ACTIVITY: In the entries, find all lines that hold the word "crate" and copy them.

* * *

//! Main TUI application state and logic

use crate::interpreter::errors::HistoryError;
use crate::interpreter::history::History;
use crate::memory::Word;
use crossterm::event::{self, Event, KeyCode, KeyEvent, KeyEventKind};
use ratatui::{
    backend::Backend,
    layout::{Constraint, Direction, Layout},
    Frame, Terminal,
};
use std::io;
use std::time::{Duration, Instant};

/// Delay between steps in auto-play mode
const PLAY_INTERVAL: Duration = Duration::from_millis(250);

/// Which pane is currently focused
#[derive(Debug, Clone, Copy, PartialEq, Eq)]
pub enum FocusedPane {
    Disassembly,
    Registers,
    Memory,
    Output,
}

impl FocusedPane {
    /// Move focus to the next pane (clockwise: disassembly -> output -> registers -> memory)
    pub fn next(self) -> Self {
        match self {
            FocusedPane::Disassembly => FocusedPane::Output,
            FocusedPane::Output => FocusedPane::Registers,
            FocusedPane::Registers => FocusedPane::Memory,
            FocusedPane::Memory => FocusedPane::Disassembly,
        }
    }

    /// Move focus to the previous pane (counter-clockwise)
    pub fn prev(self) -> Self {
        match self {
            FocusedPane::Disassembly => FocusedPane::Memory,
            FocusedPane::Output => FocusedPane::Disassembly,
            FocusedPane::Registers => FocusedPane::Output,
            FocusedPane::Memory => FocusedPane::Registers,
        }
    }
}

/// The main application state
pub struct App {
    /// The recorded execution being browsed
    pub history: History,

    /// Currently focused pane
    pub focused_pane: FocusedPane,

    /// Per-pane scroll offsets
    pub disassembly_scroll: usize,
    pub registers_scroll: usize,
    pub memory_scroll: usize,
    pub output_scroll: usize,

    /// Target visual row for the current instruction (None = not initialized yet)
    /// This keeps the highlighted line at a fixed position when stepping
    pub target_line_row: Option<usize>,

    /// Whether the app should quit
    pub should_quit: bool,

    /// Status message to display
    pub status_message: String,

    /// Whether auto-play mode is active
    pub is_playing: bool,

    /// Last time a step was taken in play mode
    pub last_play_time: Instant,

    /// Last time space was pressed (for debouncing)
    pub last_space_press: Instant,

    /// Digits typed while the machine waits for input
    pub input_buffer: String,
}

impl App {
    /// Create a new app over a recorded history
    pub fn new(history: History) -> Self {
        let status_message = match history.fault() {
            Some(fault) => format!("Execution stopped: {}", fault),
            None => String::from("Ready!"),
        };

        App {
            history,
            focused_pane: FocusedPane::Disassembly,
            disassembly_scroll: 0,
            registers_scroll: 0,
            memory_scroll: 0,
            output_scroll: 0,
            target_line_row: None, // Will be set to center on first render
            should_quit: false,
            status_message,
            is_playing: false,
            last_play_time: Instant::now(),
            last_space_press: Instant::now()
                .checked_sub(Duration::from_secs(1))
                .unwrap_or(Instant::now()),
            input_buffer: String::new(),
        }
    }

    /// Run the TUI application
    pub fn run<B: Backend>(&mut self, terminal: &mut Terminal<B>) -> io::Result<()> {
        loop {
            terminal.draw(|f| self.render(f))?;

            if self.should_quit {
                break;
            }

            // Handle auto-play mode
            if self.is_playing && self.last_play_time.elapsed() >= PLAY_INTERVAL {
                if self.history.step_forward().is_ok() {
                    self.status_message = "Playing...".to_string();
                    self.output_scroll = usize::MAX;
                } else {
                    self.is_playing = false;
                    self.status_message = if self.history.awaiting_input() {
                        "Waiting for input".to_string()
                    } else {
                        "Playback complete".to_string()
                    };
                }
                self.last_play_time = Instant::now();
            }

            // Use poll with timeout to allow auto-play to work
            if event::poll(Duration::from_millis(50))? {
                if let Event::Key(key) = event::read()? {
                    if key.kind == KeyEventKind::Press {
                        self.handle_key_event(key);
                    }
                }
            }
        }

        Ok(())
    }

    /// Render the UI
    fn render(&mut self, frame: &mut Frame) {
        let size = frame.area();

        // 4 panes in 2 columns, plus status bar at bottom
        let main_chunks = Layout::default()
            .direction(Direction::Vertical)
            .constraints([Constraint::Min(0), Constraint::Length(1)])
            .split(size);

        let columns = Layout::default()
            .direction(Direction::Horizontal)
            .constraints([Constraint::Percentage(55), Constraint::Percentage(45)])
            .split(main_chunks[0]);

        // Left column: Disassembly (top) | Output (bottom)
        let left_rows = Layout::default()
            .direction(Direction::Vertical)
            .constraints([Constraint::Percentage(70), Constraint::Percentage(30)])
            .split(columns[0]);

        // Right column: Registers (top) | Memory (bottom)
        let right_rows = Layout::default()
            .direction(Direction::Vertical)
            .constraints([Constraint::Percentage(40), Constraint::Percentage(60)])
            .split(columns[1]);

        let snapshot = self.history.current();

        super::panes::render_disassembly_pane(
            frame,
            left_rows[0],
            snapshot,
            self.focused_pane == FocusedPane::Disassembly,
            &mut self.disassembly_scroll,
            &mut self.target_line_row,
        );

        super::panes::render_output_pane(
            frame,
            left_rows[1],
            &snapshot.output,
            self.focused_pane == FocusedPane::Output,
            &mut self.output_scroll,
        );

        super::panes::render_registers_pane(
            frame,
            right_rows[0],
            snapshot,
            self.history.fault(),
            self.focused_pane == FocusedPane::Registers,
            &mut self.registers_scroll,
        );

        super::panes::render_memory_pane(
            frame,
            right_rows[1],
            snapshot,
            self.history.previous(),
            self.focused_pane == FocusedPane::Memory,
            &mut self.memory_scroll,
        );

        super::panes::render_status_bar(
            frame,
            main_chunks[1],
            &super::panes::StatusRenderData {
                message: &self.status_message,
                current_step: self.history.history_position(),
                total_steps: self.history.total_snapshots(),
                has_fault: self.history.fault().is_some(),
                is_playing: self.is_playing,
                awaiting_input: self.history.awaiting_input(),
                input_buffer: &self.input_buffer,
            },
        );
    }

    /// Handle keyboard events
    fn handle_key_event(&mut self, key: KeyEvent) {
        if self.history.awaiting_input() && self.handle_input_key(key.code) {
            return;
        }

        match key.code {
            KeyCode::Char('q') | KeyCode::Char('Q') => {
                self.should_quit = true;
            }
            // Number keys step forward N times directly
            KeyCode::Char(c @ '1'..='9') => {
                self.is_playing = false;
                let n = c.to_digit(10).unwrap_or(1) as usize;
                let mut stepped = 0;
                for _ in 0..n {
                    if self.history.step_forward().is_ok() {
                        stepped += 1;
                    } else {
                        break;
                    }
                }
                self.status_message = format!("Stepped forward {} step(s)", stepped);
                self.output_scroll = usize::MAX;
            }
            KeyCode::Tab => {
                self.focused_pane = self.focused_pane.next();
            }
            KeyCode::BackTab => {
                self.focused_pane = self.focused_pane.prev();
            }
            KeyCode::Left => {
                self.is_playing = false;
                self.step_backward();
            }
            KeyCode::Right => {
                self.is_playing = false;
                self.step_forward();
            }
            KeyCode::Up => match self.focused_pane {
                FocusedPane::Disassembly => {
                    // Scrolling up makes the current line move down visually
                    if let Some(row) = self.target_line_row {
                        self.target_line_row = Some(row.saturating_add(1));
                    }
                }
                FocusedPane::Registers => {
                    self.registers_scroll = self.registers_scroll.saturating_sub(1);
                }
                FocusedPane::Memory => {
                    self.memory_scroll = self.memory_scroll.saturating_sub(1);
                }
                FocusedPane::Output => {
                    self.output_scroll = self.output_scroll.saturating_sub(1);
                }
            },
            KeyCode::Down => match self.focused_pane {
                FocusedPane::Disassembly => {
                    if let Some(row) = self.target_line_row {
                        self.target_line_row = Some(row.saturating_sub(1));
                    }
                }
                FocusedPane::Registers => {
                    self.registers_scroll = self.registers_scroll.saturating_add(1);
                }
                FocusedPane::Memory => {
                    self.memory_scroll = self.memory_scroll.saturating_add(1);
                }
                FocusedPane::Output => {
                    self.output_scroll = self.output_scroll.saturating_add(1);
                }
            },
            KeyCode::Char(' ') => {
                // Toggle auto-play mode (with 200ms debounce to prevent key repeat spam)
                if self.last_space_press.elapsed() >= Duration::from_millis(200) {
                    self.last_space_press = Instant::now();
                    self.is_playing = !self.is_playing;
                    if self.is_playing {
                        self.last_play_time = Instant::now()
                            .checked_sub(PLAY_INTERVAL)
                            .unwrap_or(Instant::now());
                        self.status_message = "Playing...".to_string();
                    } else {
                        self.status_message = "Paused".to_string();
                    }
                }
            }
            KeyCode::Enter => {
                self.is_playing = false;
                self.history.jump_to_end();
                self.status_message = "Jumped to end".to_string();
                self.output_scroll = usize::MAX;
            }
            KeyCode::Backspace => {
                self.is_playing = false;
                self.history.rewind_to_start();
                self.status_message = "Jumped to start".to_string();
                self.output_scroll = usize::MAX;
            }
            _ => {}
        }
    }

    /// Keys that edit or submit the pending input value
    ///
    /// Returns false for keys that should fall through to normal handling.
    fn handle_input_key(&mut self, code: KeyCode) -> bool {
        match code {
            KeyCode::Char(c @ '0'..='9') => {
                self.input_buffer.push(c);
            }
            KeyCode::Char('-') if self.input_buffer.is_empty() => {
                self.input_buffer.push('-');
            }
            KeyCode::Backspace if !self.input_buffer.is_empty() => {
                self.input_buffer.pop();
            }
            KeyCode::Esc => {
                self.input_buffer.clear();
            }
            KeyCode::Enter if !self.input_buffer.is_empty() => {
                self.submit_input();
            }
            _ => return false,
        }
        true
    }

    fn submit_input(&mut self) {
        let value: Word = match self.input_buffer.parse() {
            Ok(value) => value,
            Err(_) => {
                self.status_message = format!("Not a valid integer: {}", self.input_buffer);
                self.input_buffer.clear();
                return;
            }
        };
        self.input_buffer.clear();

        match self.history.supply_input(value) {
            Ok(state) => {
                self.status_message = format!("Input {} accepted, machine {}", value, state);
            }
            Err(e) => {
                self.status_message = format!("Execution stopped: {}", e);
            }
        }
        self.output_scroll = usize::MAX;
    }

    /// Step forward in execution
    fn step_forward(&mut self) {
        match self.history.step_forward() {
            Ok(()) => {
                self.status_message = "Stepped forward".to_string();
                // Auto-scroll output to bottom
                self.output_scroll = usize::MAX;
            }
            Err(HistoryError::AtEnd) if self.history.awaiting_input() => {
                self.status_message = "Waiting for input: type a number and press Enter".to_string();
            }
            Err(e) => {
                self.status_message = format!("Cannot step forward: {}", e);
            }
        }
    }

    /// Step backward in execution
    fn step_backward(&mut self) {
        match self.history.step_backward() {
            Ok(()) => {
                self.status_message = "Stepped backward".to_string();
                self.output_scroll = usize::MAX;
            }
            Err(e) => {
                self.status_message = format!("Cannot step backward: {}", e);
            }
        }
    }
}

* * *

EXERCISE RESULT:
use crate::interpreter::errors::HistoryError;
use crate::interpreter::history::History;
use crate::memory::Word;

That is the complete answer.